その好きは隠しておいてね


 二人で六階まで上がり、トイレに向かおうとして足を止めた。他の階と違って廊下全体が薄暗い。

「先輩……」
「うん。ずいぶん暗いねこの階は」

 史苑も天井を見上げたり横を見たりしながら、暗い原因を探そうとしている。光希が先に六階のロビーに向かうと北側の明かりがチカチカと点滅しているのに気づいた。

「電灯が消えかかってるんだ」

 報告も何も聞いていない。トイレといい電灯といい、六階はかなりずさんな状態のように思えた。問題のトイレにも行ってみようと光希はそちらへ向いた。
 史苑は立ち止まって何か考えているように見えた。生徒たちは誰もいないようで廊下はシーンと静まり返っている。

「トイレ、見てみましょう」

 トイレの方へ行き、問題の便器を確認する。トイレは狭く三人分のスリッパが並べられている。
 光希は明かり取りが差し込む一番奥側のトイレのドアを開けた。水浸しだ。それにかなり汚れていて臭いがきつい。顔をしかめて戸を閉めた。

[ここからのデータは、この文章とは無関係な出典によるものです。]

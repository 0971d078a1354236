//! Integration tests for the simulation tick
//!
//! These tests step a match app update by update and verify:
//! - The first frame runs fight setup without advancing the clock
//! - The locked clock advances exactly one tick per update
//! - Start-of-fight behavior: lockouts, jumpers, trait bonuses
//! - Units close distance, attack, cast, and die

use bevy::prelude::*;
use hexarena::combat::log::{CombatLog, CombatLogEventType};
use hexarena::combat::CombatPlugin;
use hexarena::data::DataPlugin;
use hexarena::headless::config::{MatchSetup, TeamSetup, UnitSetup};
use hexarena::headless::{HeadlessMatchState, HeadlessPlugin};
use hexarena::sim::bonus::{BonusKey, BonusVariable, PendingBonus};
use hexarena::sim::clock::{DelayedCallbacks, SimClock};
use hexarena::sim::constants::GAME_TICK_MS;
use hexarena::sim::damage::{
    DamageCalculation, DamagePayload, DamageSourceType, DamageType, SourceStats,
};
use hexarena::sim::spatial::SpatialEffect;
use hexarena::sim::status::StatusEffectType;
use hexarena::sim::unit::Unit;
use hexarena::sim::SimulationPlugin;

fn unit(champion: &str, star_level: u8, col: i32, row: i32) -> UnitSetup {
    UnitSetup {
        champion: champion.to_string(),
        star_level,
        hex: (col, row),
        items: Vec::new(),
    }
}

fn setup(team0: Vec<UnitSetup>, team1: Vec<UnitSetup>) -> MatchSetup {
    MatchSetup {
        teams: [
            TeamSetup {
                units: team0,
                augments: Vec::new(),
            },
            TeamSetup {
                units: team1,
                augments: Vec::new(),
            },
        ],
        max_duration_secs: 120.0,
        random_seed: Some(1234),
        output_path: None,
    }
}

/// A match app that is stepped manually instead of run to completion.
fn build_app(setup: MatchSetup) -> App {
    let mut app = App::new();
    app.add_plugins(MinimalPlugins)
        .add_plugins((DataPlugin, SimulationPlugin, CombatPlugin))
        .add_plugins(HeadlessPlugin { setup });
    app
}

fn step_until_ms(app: &mut App, ms: f64) {
    for _ in 0..10_000 {
        if app.world().resource::<SimClock>().elapsed_ms >= ms {
            return;
        }
        app.update();
    }
    panic!("simulation did not reach {ms}ms");
}

fn units_snapshot(app: &mut App) -> Vec<Unit> {
    let mut units: Vec<Unit> = app
        .world_mut()
        .query::<&Unit>()
        .iter(app.world())
        .cloned()
        .collect();
    units.sort_unstable_by_key(|unit| unit.sequence);
    units
}

#[test]
fn test_first_update_runs_setup_without_advancing_time() {
    let mut app = build_app(setup(
        vec![unit("Duelist", 1, 3, 3)],
        vec![unit("Duelist", 1, 3, 3)],
    ));

    app.update();
    let clock = app.world().resource::<SimClock>();
    assert!(clock.fight_started);
    assert_eq!(clock.elapsed_ms, 0.0);

    app.update();
    let clock = app.world().resource::<SimClock>();
    assert_eq!(clock.elapsed_ms, GAME_TICK_MS);
}

#[test]
fn test_locked_clock_ticks_once_per_update() {
    let mut app = build_app(setup(
        vec![unit("Duelist", 1, 3, 3)],
        vec![unit("Duelist", 1, 3, 3)],
    ));

    app.update();
    for _ in 0..10 {
        app.update();
    }
    let clock = app.world().resource::<SimClock>();
    assert_eq!(clock.elapsed_ms, 10.0 * GAME_TICK_MS);
}

#[test]
fn test_start_lockouts_depend_on_unit_kind() {
    let mut app = build_app(setup(
        vec![unit("Valkyrie", 1, 0, 0), unit("Duelist", 1, 6, 0)],
        vec![unit("Duelist", 1, 3, 3)],
    ));

    app.update();
    for unit in units_snapshot(&mut app) {
        let expected = if unit.name == "Valkyrie" { 500.0 } else { 1000.0 };
        assert_eq!(
            unit.action_locked_until_ms, expected,
            "{} lockout",
            unit.name
        );
    }
}

#[test]
fn test_jumper_leaps_to_the_far_half_at_fight_start() {
    let mut app = build_app(setup(
        vec![unit("Valkyrie", 1, 3, 0)],
        vec![unit("Duelist", 1, 0, 0)],
    ));

    app.update();
    let units = units_snapshot(&mut app);
    let valkyrie = units.iter().find(|u| u.name == "Valkyrie").unwrap();
    // (3, 0) inverts to (3, 7), which is unoccupied here.
    assert_eq!((valkyrie.hex.col, valkyrie.hex.row), (3, 7));
}

#[test]
fn test_trait_bonuses_apply_at_fight_start() {
    let mut app = build_app(setup(
        vec![unit("Stoneguard", 1, 3, 3)],
        vec![unit("Duelist", 1, 3, 3)],
    ));

    app.update();
    let units = units_snapshot(&mut app);
    let stoneguard = units.iter().find(|u| u.name == "Stoneguard").unwrap();
    // Base 50 armor plus the single-holder Bulwark bonus of 20.
    assert_eq!(stoneguard.armor(0.0), 70.0);
}

#[test]
fn test_melee_units_converge_and_trade_damage() {
    let mut app = build_app(setup(
        vec![unit("Duelist", 1, 0, 0)],
        vec![unit("Duelist", 1, 0, 0)],
    ));

    step_until_ms(&mut app, 15_000.0);
    let log = app.world().resource::<CombatLog>();
    assert!(!log.filter_by_type(CombatLogEventType::Damage).is_empty());

    let units = units_snapshot(&mut app);
    assert!(units.iter().all(|u| u.damage_taken > 0.0));
    // Converged units end up adjacent.
    assert_eq!(units[0].hex.distance_to(units[1].hex), 1);
}

#[test]
fn test_full_mana_triggers_a_cast_and_its_stun() {
    let mut app = build_app(setup(
        vec![unit("Stoneguard", 1, 3, 3)],
        vec![unit("Duelist", 1, 3, 3)],
    ));

    // Stoneguard starts at 40/90 mana and gains 10 per attack; it reaches
    // full well before the twelve second mark.
    step_until_ms(&mut app, 12_000.0);
    let log = app.world().resource::<CombatLog>();
    let casts = log
        .filter_by_type(CombatLogEventType::AbilityCast)
        .iter()
        .filter(|e| e.message.contains("Seismic Slam"))
        .count();
    assert!(casts >= 1);
    let statuses = log.filter_by_type(CombatLogEventType::StatusApplied);
    assert!(statuses.iter().any(|e| e.message.contains("Stunned")));

    // One adjacent enemy, struck exactly once per activation pass.
    let slam_hits = log
        .filter_by_type(CombatLogEventType::Damage)
        .iter()
        .filter(|e| {
            e.detail
                .as_ref()
                .is_some_and(|d| d.ability.as_deref() == Some("Seismic Slam"))
        })
        .count();
    assert_eq!(slam_hits, casts);
}

#[test]
fn test_destroy_on_collision_projectile_strikes_at_most_once_per_cast() {
    let mut app = build_app(setup(
        vec![unit("Pyromancer", 3, 3, 0)],
        vec![unit("Stoneguard", 1, 2, 3), unit("Stoneguard", 1, 4, 3)],
    ));

    step_until_ms(&mut app, 30_000.0);
    let log = app.world().resource::<CombatLog>();
    let casts = log
        .filter_by_type(CombatLogEventType::AbilityCast)
        .iter()
        .filter(|e| e.message.contains("Molten Bolt"))
        .count();
    let bolt_hits = log
        .filter_by_type(CombatLogEventType::Damage)
        .iter()
        .filter(|e| {
            e.detail
                .as_ref()
                .is_some_and(|d| d.ability.as_deref() == Some("Molten Bolt"))
        })
        .count();
    assert!(casts >= 1);
    // The bolt is consumed on its first collision; a cast whose every
    // candidate died mid-flight fizzles, so hits can trail casts by one.
    assert!(bolt_hits <= casts);
    assert!(bolt_hits + 1 >= casts);
}

#[test]
fn test_casting_spends_all_mana() {
    let mut app = build_app(setup(
        vec![unit("Stoneguard", 1, 3, 3)],
        vec![unit("Duelist", 1, 3, 3)],
    ));

    app.update();
    let mut saw_full = false;
    for _ in 0..400 {
        app.update();
        let units = units_snapshot(&mut app);
        let stoneguard = units.iter().find(|u| u.name == "Stoneguard").unwrap();
        if stoneguard.mana >= stoneguard.max_mana(0.0) {
            saw_full = true;
        }
        if saw_full && stoneguard.mana == 0.0 {
            return;
        }
    }
    panic!("Stoneguard never cast after reaching full mana");
}

#[test]
fn test_delayed_team_callbacks_fire_once() {
    let mut base = setup(
        vec![unit("Stoneguard", 1, 0, 0)],
        vec![unit("Stoneguard", 1, 0, 0)],
    );
    base.teams[0].augments.push("Windfall".to_string());
    let mut app = build_app(base);

    app.update();
    assert_eq!(app.world().resource::<DelayedCallbacks>().len(), 1);

    step_until_ms(&mut app, 8_500.0);
    assert!(app.world().resource::<DelayedCallbacks>().is_empty());
}

#[test]
fn test_banished_unit_takes_no_actions() {
    let mut app = build_app(setup(
        vec![unit("Duelist", 1, 0, 0)],
        vec![unit("Duelist", 1, 0, 0)],
    ));

    app.update();
    {
        let mut query = app.world_mut().query::<&mut Unit>();
        for mut unit in query.iter_mut(app.world_mut()) {
            if unit.team == 0 {
                unit.statuses
                    .apply(StatusEffectType::Banished, 0.0, 60_000.0, 0.0);
            }
        }
    }

    step_until_ms(&mut app, 10_000.0);
    let units = units_snapshot(&mut app);
    let banished = units.iter().find(|u| u.team == 0).unwrap();
    assert_eq!(banished.damage_dealt, 0.0, "banished unit dealt damage");
    assert_eq!((banished.hex.col, banished.hex.row), (0, 0), "banished unit moved");
    // The opponent cannot reach it either, so the fight is a standstill.
    let log = app.world().resource::<CombatLog>();
    assert!(log.filter_by_type(CombatLogEventType::Damage).is_empty());
}

#[test]
fn test_area_effects_skip_stealthed_units() {
    let mut app = build_app(setup(
        vec![unit("Duelist", 1, 0, 0)],
        vec![unit("Duelist", 1, 0, 0)],
    ));

    app.update();
    let mut team0 = None;
    let mut team1 = None;
    {
        let mut query = app.world_mut().query::<(Entity, &mut Unit)>();
        for (entity, mut unit) in query.iter_mut(app.world_mut()) {
            if unit.team == 1 {
                unit.statuses
                    .apply(StatusEffectType::Stealth, 0.0, 60_000.0, 0.0);
                team1 = Some((entity, unit.hex));
            } else {
                team0 = Some((entity, unit.hex));
            }
        }
    }
    let (team0_entity, team0_hex) = team0.unwrap();
    let (team1_entity, team1_hex) = team1.unwrap();

    let payload = |id: &str| {
        DamagePayload::new(
            id,
            DamageSourceType::Spell,
            DamageType::Magic,
            vec![DamageCalculation::flat(50.0)],
        )
    };
    // One burst on the stealthed unit, one control burst on the visible one.
    app.world_mut().spawn(
        SpatialEffect::hex_burst(
            team0_entity,
            0,
            "Shockwave",
            SourceStats::default(),
            vec![team1_hex],
            0.0,
            0.0,
            0.5,
            0.0,
        )
        .with_payload(payload("Shockwave")),
    );
    app.world_mut().spawn(
        SpatialEffect::hex_burst(
            team1_entity,
            1,
            "Shockwave",
            SourceStats::default(),
            vec![team0_hex],
            0.0,
            0.0,
            0.5,
            0.0,
        )
        .with_payload(payload("Shockwave")),
    );

    app.update();
    app.update();
    let units = units_snapshot(&mut app);
    let stealthed = units.iter().find(|u| u.team == 1).unwrap();
    let visible = units.iter().find(|u| u.team == 0).unwrap();
    assert_eq!(stealthed.damage_taken, 0.0, "area effect hit a stealthed unit");
    assert!(visible.damage_taken > 0.0);
}

fn shockwave_brand(unit: &mut Unit, elapsed_ms: f64) {
    unit.bonuses.add(
        "Shockwave",
        vec![BonusVariable::new(BonusKey::Armor, 1.0)],
        elapsed_ms,
    );
}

「明日は土曜日だから、月曜日は見積に来てもらわないといけないですね」
「そうだな」

 いつの間にか後ろにいた史苑がトイレをのぞき込んで頷いた。
 このトイレは臭いと汚れがきついからだろう、気が急くような、数秒でもここにいたくない、という衝動に駆られた。
 トイレを出てホッと息を吐くと、史苑が笑った。

「何でため息ついているんだ」
「いや、気持ち悪くって。嫌な感じしませんでした?」
「そうか?」

 史苑が言って洗面所で洗い始める。なぜか、光希も手を洗って手を拭いていると、電灯が点滅している北側の廊下に誰か立っているのが見えた。

「先輩、あれ……」

 誰かいると言おうとしてぎくりとする。
 髪が異様に長いのだ。
 光希は腕に鳥肌が立ったのを感じた。史苑にぐいっと腕を引かれてしゃがみ込んだ。震えているつもりはないのに、がたがたと体が震えた。

「俺もいるから」

 史苑が囁く声を聞いて、息ができた。うんうんと頷いて腕にしがみついた。
 甲斐の言っていた言葉を思い出していた。今見た何かは、体つきは細くて髪が長い。そして赤かった。

「こっちへ」

 史苑が腕を引いて東側か階段の方向へ逃げようとすると、北側の廊下から悲鳴が上がった。バタバタと数人の足音が聞こえる。
 前と同じ状況に似ている。やはり、何かいるのだ。

「行こうっ」

 史苑が言って、光希は意を決すると声のする方へ飛び出した。
 腰を抜かした生徒のそばに裸足の人物が立っていて、スーッと消えていった。光希も腰が抜けそうなほど怖かったが、史苑がしっかりと光希を支えてくれていた。

「先輩……」
「うん」

 史苑の顔を見ると、彼も青ざめて見えた。

「寮父さんに知らせないと……」

 光希はそれだけ言うのがやっとだった。